A high affinity glutamate/aspartate transport system in pancreatic islets of Langerhans modulates glucose-stimulated insulin secretion.

To examine the role of glutamatergic signaling in the function of pancreatic islets, we have characterized a high affinity glutamate/aspartate uptake system in this tissue. The islet [3H]glutamate uptake activity was Na(+)-dependent, and it was blocked by L-trans-pyrrolidine-2,4-dicarboxylic acid, a blocker of neuronal and glial glutamate transporters. Islet glutamate transport activity exhibited a Vmax of 8.48 +/- 1.47 fmol/min/islet (n = 4), which corresponds to 102.2 +/- 17.7 pmol/min/mg islet protein. The apparent Km of islet glutamate transport activity depended on the glucose concentration used in the assay. In the presence of glucose concentrations that do not stimulate insulin secretion (2.8 mM), the apparent Km was 34.7 +/- 7.8 microM (n = 3). However, in high glucose (16.7 mM) the apparent Km increased to 112.7 +/- 16.5 microM (n = 3) with little or no change in Vmax. Like most known plasma membrane glutamate transporters, islet glutamate transporters also transported D-aspartate. Anti-D-aspartate immunoreactivity showed that the islet glutamate/aspartate transport activity was localized to the non-beta cell islet mantle. In perifusion experiments with isolated islets in the absence of exogenous amino acids, L-trans-pyrrolidine-2,4-dicarboxylic acid in the presence of 8.3 mM glucose potentiated insulin secretion 23.3 +/- 2.3% (n = 3) compared with 8.3 mM glucose alone. This effect was abolished in the presence of the alpha-amino-3-hydroxy-5-methylisoxazole-4-propionic acid receptor antagonist, 6-cyano-7-nitroquinoxaline-2,3-dione.
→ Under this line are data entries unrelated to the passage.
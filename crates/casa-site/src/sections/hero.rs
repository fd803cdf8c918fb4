#![forbid(unsafe_code)]

//! Full-height opening section with the fixed navigation bar.
//!
//! While the section scrolls away its content drifts down (`yPercent`
//! 0 → 20 between `"top top"` and `"bottom top"`) and the background
//! word fades out over the first 30% of the section.

use casa_content::Icon;
use casa_render::{Element, Node, el};
use casa_runtime::Stage;
use casa_runtime::geometry::ScrollPos;
use casa_runtime::motion::{ParallaxTrack, ScalarProp, ScopeId};

use crate::chrome::{
    ACTION_MENU_TOGGLE, action, external_link, lang_switcher, nav_link, route_link,
};
use crate::context::ViewCtx;
use crate::icons::svg;

pub const SECTION_ID: &str = "hero";
pub const CONTENT_ID: &str = "hero-content";
pub const OVERLAY_ID: &str = "hero-overlay";
pub const NAV_ID: &str = "site-nav";
pub const MOBILE_MENU_ID: &str = "mobile-menu";
pub const MENU_TOGGLE_ID: &str = "menu-toggle";

/// Added to the navigation bar once the page has scrolled.
pub const SCROLLED_CLASS: &str = "is-scrolled";
/// Added to the mobile menu while it is open.
pub const OPEN_CLASS: &str = "is-open";

const TOP_TOP: ScrollPos = ScrollPos::new(0.0, 0.0);
const BOTTOM_TOP: ScrollPos = ScrollPos::new(1.0, 0.0);
const OVERLAY_END: ScrollPos = ScrollPos::new(0.3, 0.0);

const DRIFT_PERCENT: f64 = 20.0;

#[must_use]
pub fn is_empty(ctx: &ViewCtx<'_>) -> bool {
    let hero = &ctx.site.hero;
    hero.background_text.is_empty() && hero.image.is_empty() && hero.nav_links.is_empty()
}

#[must_use]
pub fn render(ctx: &ViewCtx<'_>) -> Option<Node> {
    if is_empty(ctx) {
        return None;
    }
    let site = ctx.site;
    let hero = &site.hero;
    let t = &ctx.t.hero;

    let backdrop = el("div").class("hero-backdrop").child_opt(
        (!hero.image.is_empty()).then(|| {
            el("img")
                .attr("src", site.asset_path(&hero.image))
                .attr("alt", t.image_alt.as_str())
                .class("hero-image")
        }),
    );

    let overlay = (!hero.background_text.is_empty()).then(|| {
        el("div")
            .id(OVERLAY_ID)
            .class("hero-background-text")
            .attr("aria-hidden", "true")
            .text(hero.background_text.as_str())
    });

    let ctas = el("div")
        .class("hero-ctas")
        .child(
            external_link(&site.booking_url)
                .class("cta-button")
                .child(svg(Icon::Calendar))
                .text(t.cta.as_str()),
        )
        .child(
            el("a")
                .attr("href", site.tel_uri())
                .class("hero-phone")
                .attr("aria-label", ctx.t.phone.as_str())
                .child(svg(Icon::Phone))
                .text(site.phone.as_str()),
        );

    let content = el("div")
        .id(CONTENT_ID)
        .class("hero-content")
        .child(
            el("img")
                .attr("src", site.asset_path(&hero.logo))
                .attr("alt", hero.brand_name.as_str())
                .class("hero-logo"),
        )
        .child(el("p").class("hero-subtitle").text(t.subtitle.as_str()))
        .child(ctas);

    Some(
        el("section")
            .id(SECTION_ID)
            .class("hero")
            .child(backdrop)
            .child_opt(overlay)
            .child(content)
            .child(navigation(ctx))
            .child(
                el("div")
                    .class("scroll-indicator")
                    .child(svg(Icon::ArrowDown)),
            )
            .into(),
    )
}

fn navigation(ctx: &ViewCtx<'_>) -> Element {
    let site = ctx.site;
    let open = ctx.ui.mobile_menu_open;

    let brand = route_link(ctx, "/").class("nav-brand").child(
        el("img")
            .attr("src", site.asset_path(&site.hero.logo))
            .attr("alt", site.hero.brand_name.as_str()),
    );

    let desktop_links = el("div")
        .class("nav-links")
        .children(site.hero.nav_links.iter().map(|link| nav_link(ctx, link, false)));

    let toggle = action(
        el("button")
            .id(MENU_TOGGLE_ID)
            .attr("type", "button")
            .class("menu-toggle")
            .attr("aria-controls", MOBILE_MENU_ID)
            .attr("aria-expanded", if open { "true" } else { "false" })
            .attr("aria-label", ctx.t.nav.menu.as_str()),
        ACTION_MENU_TOGGLE,
        None,
    )
    .child(svg(Icon::Menu));

    let mobile = el("div")
        .id(MOBILE_MENU_ID)
        .class("mobile-menu")
        .class_if(OPEN_CLASS, open)
        .flag("hidden", !open)
        .children(site.hero.nav_links.iter().map(|link| nav_link(ctx, link, true)))
        .child(lang_switcher(ctx));

    el("nav")
        .id(NAV_ID)
        .class("site-nav")
        .class_if(SCROLLED_CLASS, ctx.ui.nav_scrolled)
        .child(brand)
        .child(desktop_links)
        .child(
            el("div")
                .class("nav-actions")
                .child(lang_switcher(ctx))
                .child(toggle),
        )
        .child(mobile)
}

pub fn mount(ctx: &ViewCtx<'_>, stage: &mut Stage, scope: ScopeId) {
    stage.track(
        scope,
        ParallaxTrack::through_viewport(
            CONTENT_ID,
            SECTION_ID,
            ScalarProp::YPercent,
            0.0,
            DRIFT_PERCENT,
        )
        .with_range(TOP_TOP, BOTTOM_TOP),
    );
    if !ctx.site.hero.background_text.is_empty() {
        stage.track(
            scope,
            ParallaxTrack::through_viewport(OVERLAY_ID, SECTION_ID, ScalarProp::Opacity, 1.0, 0.0)
                .with_range(TOP_TOP, OVERLAY_END),
        );
    }
}
#![forbid(unsafe_code)]

//! HTML escaping.
//!
//! # Performance
//!
//! - **Fast path**: scan for the special bytes with memchr. Menu and
//!   translation text rarely contains any, so the input is returned
//!   borrowed with no allocation.
//! - **Slow path**: allocate once and substitute entities. Linear in
//!   input size.
//!
//! ```
//! use casa_render::escape::escape_text;
//! use std::borrow::Cow;
//!
//! assert!(matches!(escape_text("פיקאניה"), Cow::Borrowed(_)));
//! assert_eq!(escape_text("salt & pepper"), "salt &amp; pepper");
//! ```

use std::borrow::Cow;

use memchr::{memchr, memchr3};

/// Escape text content (`&`, `<`, `>`).
#[inline]
pub fn escape_text(input: &str) -> Cow<'_, str> {
    if memchr3(b'&', b'<', b'>', input.as_bytes()).is_none() {
        return Cow::Borrowed(input);
    }
    Cow::Owned(escape_slow(input, false))
}

/// Escape a double-quoted attribute value (`&`, `<`, `>`, `"`).
#[inline]
pub fn escape_attr(input: &str) -> Cow<'_, str> {
    let bytes = input.as_bytes();
    if memchr3(b'&', b'<', b'>', bytes).is_none() && memchr(b'"', bytes).is_none() {
        return Cow::Borrowed(input);
    }
    Cow::Owned(escape_slow(input, true))
}

fn escape_slow(input: &str, quotes: bool) -> String {
    let mut out = String::with_capacity(input.len() + 16);
    for ch in input.chars() {
        match ch {
            '&' => out.push_str("&amp;"),
            '<' => out.push_str("&lt;"),
            '>' => out.push_str("&gt;"),
            '"' if quotes => out.push_str("&quot;"),
            other => out.push(other),
        }
    }
    out
}

#[cfg(test)]
mod tests {
    use super::*;

    #[test]
    fn plain_text_is_borrowed() {
        assert!(matches!(escape_text("Casa do Brasil"), Cow::Borrowed(_)));
        assert!(matches!(escape_attr("/menu"), Cow::Borrowed(_)));
    }

    #[test]
    fn text_keeps_quotes() {
        assert_eq!(escape_text(r#"המבורגר "קאזה""#), r#"המבורגר "קאזה""#);
    }

    #[test]
    fn attr_escapes_quotes() {
        assert_eq!(escape_attr(r#"a "b" <c>"#), "a &quot;b&quot; &lt;c&gt;");
    }

    #[test]
    fn ampersand_in_url() {
        assert_eq!(
            escape_attr("create-reservation?step=search&orgId=1"),
            "create-reservation?step=search&amp;orgId=1"
        );
    }
}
Furthermore, 6-cyano-7-nitroquinoxaline-2,3-dione alone inhibited glucose-stimulated insulin secretion in isolated islets by 15.9 +/- 5.9% (n = 3). Taken together these data suggest that a high affinity glutamate transport system exists in pancreatic islets and that this system contributes to a glutamatergic signaling pathway that can modulate glucose-inducible insulin secretion.